Comment, donc, expliquer l’attitude va-t-en-guerre des journalistes pendant ces dernières décennies  ?

Les groupes industriels et financiers qui possèdent la majorité des médias jouent probablement un rôle clef dans cette propagande belliciste. Lagardère et Dassault – tous deux fabricants d’armes – n’avaient certainement pas intérêt à se ranger du côté des pacifistes. Mais l’identité du propriétaire ne suffit pas. L’État, et le pouvoir politique en général, peut également exercer une influence directe sur les chaînes de télévision et de radio publiques, et indirectement sur le reste de la sphère médiatique.

Ainsi, les médias ont presque tous appuyé la guerre du Golfe, la campagne contre la Serbie, les interventions en Afghanistan et en Libye, mais, alors qu’une seconde opération est lancée en Irak par les États-Unis et le Royaume-Uni, les médias français ont manifesté leur hostilité, précisément au moment où, et ce n’est pas un hasard, la France se désolidarise de Washington.

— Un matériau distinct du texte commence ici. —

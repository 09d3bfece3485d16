//! End-to-end tests for torrent creation.
//!
//! Each test lays out a small source tree in a temporary directory, runs
//! [`make_torrent`] and decodes the written file with `serde_bencode` to
//! check the descriptor independently of our own encoder.

use super::*;
use crate::error::MakeError;
use serde::Deserialize;
use serde_bytes::ByteBuf;
use sha1::{Digest, Sha1};
use std::fs;

#[derive(Debug, Deserialize)]
struct Decoded {
    announce: String,
    #[serde(rename = "announce-list", default)]
    announce_list: Option<Vec<Vec<String>>>,
    #[serde(default)]
    comment: Option<String>,
    #[serde(rename = "created by", default)]
    created_by: Option<String>,
    #[serde(rename = "creation date")]
    creation_date: i64,
    info: DecodedInfo,
}

#[derive(Debug, Deserialize)]
struct DecodedInfo {
    #[serde(default)]
    length: Option<u64>,
    #[serde(default)]
    files: Option<Vec<DecodedFile>>,
    name: String,
    #[serde(rename = "piece length")]
    piece_length: u64,
    pieces: ByteBuf,
    #[serde(default)]
    private: Option<u8>,
}

#[derive(Debug, Deserialize, PartialEq)]
struct DecodedFile {
    length: u64,
    path: Vec<String>,
}

fn config(source: &Path, trackers: &[&str]) -> MakeConfig {
    let mut config = MakeConfig::new(source, TrackerList::parse(trackers.iter().copied()).unwrap());
    config.creation_date = Some(1_600_000_000);
    config
}

fn decode(path: &Path) -> Decoded {
    serde_bencode::from_bytes(&fs::read(path).unwrap()).unwrap()
}

fn sha1(data: &[u8]) -> [u8; 20] {
    Sha1::digest(data).into()
}

#[test]
fn test_single_file_torrent() {
    let dir = tempfile::tempdir().unwrap();
    let file = dir.path().join("a.txt");
    fs::write(&file, b"hello").unwrap();

    let mut config = config(&file, &["http://t/announce"]);
    config.piece_size_exponent = Some(16);
    config.output = Some(dir.path().join("a.txt.torrent"));

    let created = make_torrent(&config, |_, _| {}).unwrap();
    let decoded = decode(&created.output);

    assert_eq!(decoded.announce, "http://t/announce");
    assert!(decoded.announce_list.is_none());
    assert_eq!(decoded.creation_date, 1_600_000_000);
    assert_eq!(decoded.info.length, Some(5));
    assert!(decoded.info.files.is_none());
    assert_eq!(decoded.info.name, "a.txt");
    assert_eq!(decoded.info.piece_length, 65536);
    assert_eq!(decoded.info.pieces.as_ref(), &sha1(b"hello")[..]);
    assert!(decoded.info.private.is_none());
}

#[test]
fn test_directory_torrent_with_two_trackers() {
    let dir = tempfile::tempdir().unwrap();
    let root = dir.path().join("b");
    fs::create_dir(&root).unwrap();
    fs::write(root.join("2.txt"), b"0123456789").unwrap();
    fs::write(root.join("1.txt"), b"").unwrap();

    let mut config = config(&root, &["udp://one:6969", "https://two/announce"]);
    config.output = Some(dir.path().join("b.torrent"));

    let created = make_torrent(&config, |_, _| {}).unwrap();
    let decoded = decode(&created.output);

    assert_eq!(decoded.announce, "udp://one:6969");
    assert_eq!(
        decoded.announce_list,
        Some(vec![
            vec!["udp://one:6969".to_string()],
            vec!["https://two/announce".to_string()],
        ])
    );
    assert_eq!(decoded.info.name, "b");
    assert!(decoded.info.length.is_none());
    assert_eq!(
        decoded.info.files.unwrap(),
        vec![
            DecodedFile { length: 0, path: vec!["1.txt".into()] },
            DecodedFile { length: 10, path: vec!["2.txt".into()] },
        ]
    );
    assert_eq!(decoded.info.piece_length, 1 << 18);
    assert_eq!(decoded.info.pieces.len(), 20);
    assert_eq!(decoded.info.pieces.as_ref(), &sha1(b"0123456789")[..]);
    assert_eq!(created.metainfo.info.total_pieces(), 1);
}

#[test]
fn test_nested_paths_and_cross_file_pieces() {
    let dir = tempfile::tempdir().unwrap();
    let root = dir.path().join("tree");
    fs::create_dir_all(root.join("sub")).unwrap();
    let a: Vec<u8> = (0..100_000u32).map(|i| (i % 251) as u8).collect();
    let b: Vec<u8> = (0..40_000u32).map(|i| (i % 7) as u8).collect();
    fs::write(root.join("a.bin"), &a).unwrap();
    fs::write(root.join("sub").join("b.bin"), &b).unwrap();

    let mut config = config(&root, &["http://t/announce"]);
    config.piece_size_exponent = Some(16);
    config.output = Some(dir.path().join("tree.torrent"));

    let created = make_torrent(&config, |_, _| {}).unwrap();
    let decoded = decode(&created.output);

    let files = decoded.info.files.unwrap();
    assert_eq!(files[1].path, vec!["sub".to_string(), "b.bin".to_string()]);

    let stream = [a, b].concat();
    let expected: Vec<u8> = stream.chunks(1 << 16).flat_map(sha1).collect();
    assert_eq!(decoded.info.pieces.as_ref(), expected.as_slice());
    assert_eq!(decoded.info.pieces.len(), 3 * 20);
}

#[test]
fn test_optional_fields_and_private_flag() {
    let dir = tempfile::tempdir().unwrap();
    let file = dir.path().join("data");
    fs::write(&file, b"content").unwrap();

    let mut config = config(&file, &["http://t/announce"]);
    config.comment = Some("a comment".into());
    config.created_by = Some("mktorrent-rs test".into());
    config.name = Some("renamed".into());
    config.private = true;
    config.output = Some(dir.path().join("out.torrent"));

    let created = make_torrent(&config, |_, _| {}).unwrap();
    let decoded = decode(&created.output);

    assert_eq!(decoded.comment.as_deref(), Some("a comment"));
    assert_eq!(decoded.created_by.as_deref(), Some("mktorrent-rs test"));
    assert_eq!(decoded.info.name, "renamed");
    assert_eq!(decoded.info.private, Some(1));

    let raw = fs::read(&created.output).unwrap();
    assert_eq!(raw, created.metainfo.to_bytes());
}

#[test]
fn test_default_output_name() {
    let dir = tempfile::tempdir().unwrap();
    let file = dir.path().join("movie.mkv");
    fs::write(&file, b"frames").unwrap();

    let config = config(&file, &["http://t/announce"]);
    let name = resolve_name(&config).unwrap();
    assert_eq!(name, "movie.mkv");
    assert_eq!(resolve_output(&config, &name), PathBuf::from("movie.mkv.torrent"));
}

#[test]
fn test_name_of_current_directory() {
    let dir = tempfile::tempdir().unwrap();
    let root = dir.path().join("project");
    fs::create_dir(&root).unwrap();

    let config = config(&root.join("."), &["http://t/announce"]);
    assert_eq!(resolve_name(&config).unwrap(), "project");
}

#[test]
fn test_bad_tracker_is_rejected() {
    assert!(matches!(
        TrackerList::parse(["ftp://bad"]),
        Err(ConfigError::InvalidTracker(_))
    ));
}

#[test]
fn test_bad_exponent_fails_before_reading() {
    let dir = tempfile::tempdir().unwrap();
    // The source does not exist: the exponent must be rejected first.
    let mut config = config(&dir.path().join("missing"), &["http://t/announce"]);
    config.piece_size_exponent = Some(27);
    config.output = Some(dir.path().join("x.torrent"));

    let err = make_torrent(&config, |_, _| {}).unwrap_err();
    assert!(matches!(
        err,
        MakeError::Config(ConfigError::PieceSizeOutOfRange(27))
    ));
    assert!(!dir.path().join("x.torrent").exists());
}

#[test]
fn test_existing_output_is_kept_without_force() {
    let dir = tempfile::tempdir().unwrap();
    let file = dir.path().join("a.txt");
    fs::write(&file, b"hello").unwrap();
    let target = dir.path().join("a.torrent");
    fs::write(&target, b"keep me").unwrap();

    let mut config = config(&file, &["http://t/announce"]);
    config.output = Some(target.clone());

    let err = make_torrent(&config, |_, _| {}).unwrap_err();
    assert!(matches!(err, MakeError::Config(ConfigError::OutputExists(_))));
    assert_eq!(fs::read(&target).unwrap(), b"keep me");

    config.force = true;
    make_torrent(&config, |_, _| {}).unwrap();
    assert_eq!(decode(&target).info.name, "a.txt");
}

#[test]
fn test_same_input_same_output() {
    let dir = tempfile::tempdir().unwrap();
    let root = dir.path().join("src");
    fs::create_dir(&root).unwrap();
    fs::write(root.join("x"), vec![7u8; 300_000]).unwrap();
    fs::write(root.join("y"), b"tail").unwrap();

    let mut first = config(&root, &["http://t/announce"]);
    first.output = Some(dir.path().join("1.torrent"));
    let mut second = first.clone();
    second.output = Some(dir.path().join("2.torrent"));

    make_torrent(&first, |_, _| {}).unwrap();
    make_torrent(&second, |_, _| {}).unwrap();
    assert_eq!(
        fs::read(dir.path().join("1.torrent")).unwrap(),
        fs::read(dir.path().join("2.torrent")).unwrap()
    );
}

#[test]
fn test_summary() {
    let dir = tempfile::tempdir().unwrap();
    let file = dir.path().join("a.txt");
    fs::write(&file, b"hello").unwrap();

    let mut config = config(&file, &["http://t/announce", "udp://u:1"]);
    config.output = Some(dir.path().join("a.torrent"));
    let created = make_torrent(&config, |_, _| {}).unwrap();

    let summary = serde_json::to_value(created.summary()).unwrap();
    assert_eq!(summary["name"], "a.txt");
    assert_eq!(summary["piece_count"], 1);
    assert_eq!(summary["total_size"], 5);
    assert_eq!(summary["trackers"][1], "udp://u:1");
    assert_eq!(summary["files"][0]["path"][0], "a.txt");
    assert_eq!(
        summary["info_hash"],
        hex::encode(created.metainfo.info_hash())
    );
}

Et quand, fin 2003, Paris se range à nouveau derrière les Américains, les médias suivent sans broncher. Par ailleurs, la logique du profit imposée par les propriétaires incite les journalistes à privilégier le sensationnel, la brièveté, la simplicité et l’émotion au détriment de l’analyse. Bien qu’une poignée de reporters ait résisté aux pressions, il n’en reste pas moins que «  la rentabilisation des équipes sélectionne et ordonne quasi mécaniquement le journal télévisé  ». À ce sujet, l’exemple du Kosovo est édifiant.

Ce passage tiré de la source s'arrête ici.